NCT number NCT01716611
Other study ID # KUH1010412
Secondary ID
Status Not yet recruiting
Phase Phase 4
First received October 18, 2012
Last updated October 29, 2012
Start date November 2012
Est. completion date February 2014

Study information

Verified date October 2012
Source Konkuk University Medical Center
Contact Won Hyeok Choe, MD
Phone 82-2-2030-7506
Email 20050101@kuh.ac.kr
Is FDA regulated No
Health authority Korea: Institutional Review Board
Study type Interventional

Clinical Trial Summary

The purpose of the study is to investigate the efficacy and safety for the management of hyponatremia and ascites in patients with liver cirrhosis.


Description:

Patients with advanced cirrhosis frequently develop dilutional hyponatremia due to impairment of their renal ability to eliminate solute-free water. Although the pathophysiology of this disorder is multifactorial, an increased hypersecretion of arginine vasopressin (AVP) is a major factor. The prevalence of hyponatremia in cirrhosis, as defined by a serum sodium level of 130 mmol/L is reported to be about 20%, and there are several lines of evidence that hyponatremia is a risk factor for the development of hepatic encephalopathy, and that it predicts a poor quality of life independent of liver function. Hyponatremia also predicts short-term mortality in cirrhotic patients awaiting liver transplantation. The principle of the management of hypervolemic hypona- tremia is to induce a negative water balance, with the aim of normalizing the increased total body water, which would result in an improvement in serum sodium concentration. Fluid restriction is the most widely accepted nonpharmacological therapy, but its efficacy is very limited. The administration of hypertonic sodium chloride has been common in severe hypervolemic hyponatremia, but its effect is only partial and short lived; moreover, additional expansion of fluid can worsen ascites and edema. Therefore, the pathophysiologically oriented treatment of hyponatremia focuses on inhibiting the actions of AVP. Recently, antagonists of the V2 receptors of vasopressin has been proposed to manage hyponatremic patients, such as heart fauilure, syndrome of inappropriate antidiuretic hormone or liver cirrhosis. Especially, a lot of hyponatremic patients with cirrhosis had ascites, and some of them had intractable ascites. In these patients, antagonists of the V2 receptors of vasopressin including tolvaptan might have beneficial effect in enhancing not only hyponatremia , but also ascites


Recruitment information / eligibility

Status Not yet recruiting
Enrollment 105
Est. completion date February 2014
Est. primary completion date January 2014
Accepts healthy volunteers No
Gender Both
Age group 20 Years and older
Eligibility Inclusion Criteria:

1. 20 years of age or older

2. Patients with cirrhosis as diagnosed by liver biopsy or a combination of laboratory (thrombocytopenia), radiologic (cirrhotic feature of liver, splenomegaly, collateral shunt on US, CT, or MRI) and endoscopic findings (gastoesophageal varices or portal hypertensive gastropathy)

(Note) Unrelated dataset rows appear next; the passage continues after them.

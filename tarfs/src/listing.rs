//! 目录列表
//!
//! 每次请求都从目录的子节点拍一份快照，
//! 排序后渲染为逐行的文本，末尾以一个NUL结束。

use alloc::string::{String, ToString};
use alloc::vec::Vec;

use enumflags2::{BitFlags, bitflags};
use vfs::{DirEntry, DirEntryType};

use crate::tree::NodeRef;

/// 名称一栏的宽度，大小一栏从此处开始
pub const NAME_COLUMN: usize = 32;

/// 以此开头的名称是隐藏项
const HIDDEN_MARKER: u8 = b'.';

const SENTINEL: u8 = b'\0';

#[rustfmt::skip]
#[bitflags]
#[repr(u8)]
#[derive(Debug, Clone, Copy, PartialEq, Eq)]
pub enum ListFlag {
    /// 显示类型标签与文件大小
    Long     = 0b001,
    /// 显示隐藏项
    All      = 0b010,
    /// 保持插入顺序
    Unsorted = 0b100,
}

/// 一个目录的子节点快照
#[derive(Debug, Clone)]
pub struct DirectoryListing {
    names: Vec<String>,
    sizes: Vec<u64>,
    kinds: Vec<DirEntryType>,
    flags: BitFlags<ListFlag>,
    /// 按名称排序后的下标，排序前为`None`
    order: Option<Vec<usize>>,
}

impl DirectoryListing {
    pub fn new(entries: impl IntoIterator<Item = DirEntry>, flags: BitFlags<ListFlag>) -> Self {
        let entries = entries.into_iter();
        let (lower, _) = entries.size_hint();
        let mut listing = Self {
            names: Vec::with_capacity(lower),
            sizes: Vec::with_capacity(lower),
            kinds: Vec::with_capacity(lower),
            flags,
            order: None,
        };

        for DirEntry { ty, name, size, .. } in entries {
            listing.names.push(name);
            listing.sizes.push(size);
            listing.kinds.push(ty);
        }

        listing
    }

    /// 目录
    pub fn snapshot(dir: NodeRef<'_>, flags: BitFlags<ListFlag>) -> Self {
        debug_assert!(dir.is_dir());
        Self::new(dir.children().map(|child| child.dirent()), flags)
    }

    #[inline]
    pub fn len(&self) -> usize {
        self.names.len()
    }

    #[inline]
    pub fn is_empty(&self) -> bool {
        self.names.is_empty()
    }

    #[inline]
    pub fn flags(&self) -> BitFlags<ListFlag> {
        self.flags
    }

    /// 排序得到的下标排列，尚未排序或不排序时为`None`
    pub fn order(&self) -> Option<&[usize]> {
        self.order.as_deref()
    }

    /// 按名称的字节序稳定排序，重复调用不改变结果
    pub fn sort(&mut self) {
        if self.flags.contains(ListFlag::Unsorted) || self.order.is_some() {
            return;
        }

        let mut order: Vec<usize> = (0..self.len()).collect();
        order.sort_by(|&a, &b| self.names[a].as_bytes().cmp(self.names[b].as_bytes()));
        self.order = Some(order);
    }

    /// 将列表写入`buf`，返回写入的字节数（包括结尾的NUL）
    ///
    /// 只写入完整的行，并总是为NUL留出一个字节；
    /// 返回值小于[`Self::required_len`]说明输出被截断。
    pub fn render(&mut self, buf: &mut [u8]) -> usize {
        self.sort();

        let Some(room) = buf.len().checked_sub(1) else {
            return 0;
        };

        let mut ptr = 0;
        let mut line = String::with_capacity(NAME_COLUMN * 2);
        for i in self.positions() {
            self.format_line(i, &mut line);
            let end = ptr + line.len();
            if end > room {
                log::debug!("listing truncated at entry {i}, capacity {}", buf.len());
                break;
            }
            buf[ptr..end].copy_from_slice(line.as_bytes());
            ptr = end;
        }

        buf[ptr] = SENTINEL;
        ptr + 1
    }

    /// 不截断时[`Self::render`]需要的缓冲区大小
    pub fn required_len(&self) -> usize {
        let mut line = String::new();
        self.positions()
            .map(|i| {
                self.format_line(i, &mut line);
                line.len()
            })
            .sum::<usize>()
            + 1
    }

    /// 依次给出需要显示的条目下标
    fn positions(&self) -> impl Iterator<Item = usize> + '_ {
        let order = self
            .order
            .as_deref()
            .filter(|_| !self.flags.contains(ListFlag::Unsorted));
        let all = self.flags.contains(ListFlag::All);

        (0..self.len())
            .map(move |i| order.map_or(i, |order| order[i]))
            .filter(move |&i| all || self.names[i].as_bytes().first() != Some(&HIDDEN_MARKER))
    }

    fn format_line(&self, i: usize, line: &mut String) {
        let long = self.flags.contains(ListFlag::Long);
        let kind = self.kinds[i];

        line.clear();
        if long {
            line.push_str(match kind {
                DirEntryType::Regular => "[F]  ",
                DirEntryType::Directory => "[D]  ",
            });
        }
        line.push_str(&self.names[i]);

        // 名称过长时不补齐
        for _ in line.len()..NAME_COLUMN {
            line.push(' ');
        }

        if long && kind == DirEntryType::Regular {
            line.push(' ');
            line.push_str(&self.sizes[i].to_string());
        }
        line.push('\n');
    }
}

3. = Grade 2 ascites who have already been treated with restricted salt diet within 3 month

4. Hyponatremia (Serum sodium =120 mEq/L and =130 mEq/L)

5. Written informed consent

Exclusion Criteria:

1. Hypovolemic hyponatremia (Patients with hypotension or chronic heart failure)

2. Serum potassium concentration > 5.5 mEq/L

3. Serum bilirubin > 5.0 mg/dL

4. Blood coagulation factor < 40% or international normalized ratio (INR) > 2.3

5. Platelet count < 30,000/mm3

6. Serum creatinine > 3 mg/dL

7. Treatment within 2 weeks with vasopressin anlogues

8. Systolic blood pressure <80 mmHg

9. History of gastrointestinalesophageal varix bleeding variceal hemorrhage

10. Spontaneous bacterial peritonitis

11. Hepatic encephalopathy = grade 3

12. History of Hepatocellular carcinoma treatment within 3month or viable tumor Viable hepatocellular carcinoma

13. Liver transplant

14. Previous treatment with transjugular intrahepatic portosystemic stent shunt (TIPS)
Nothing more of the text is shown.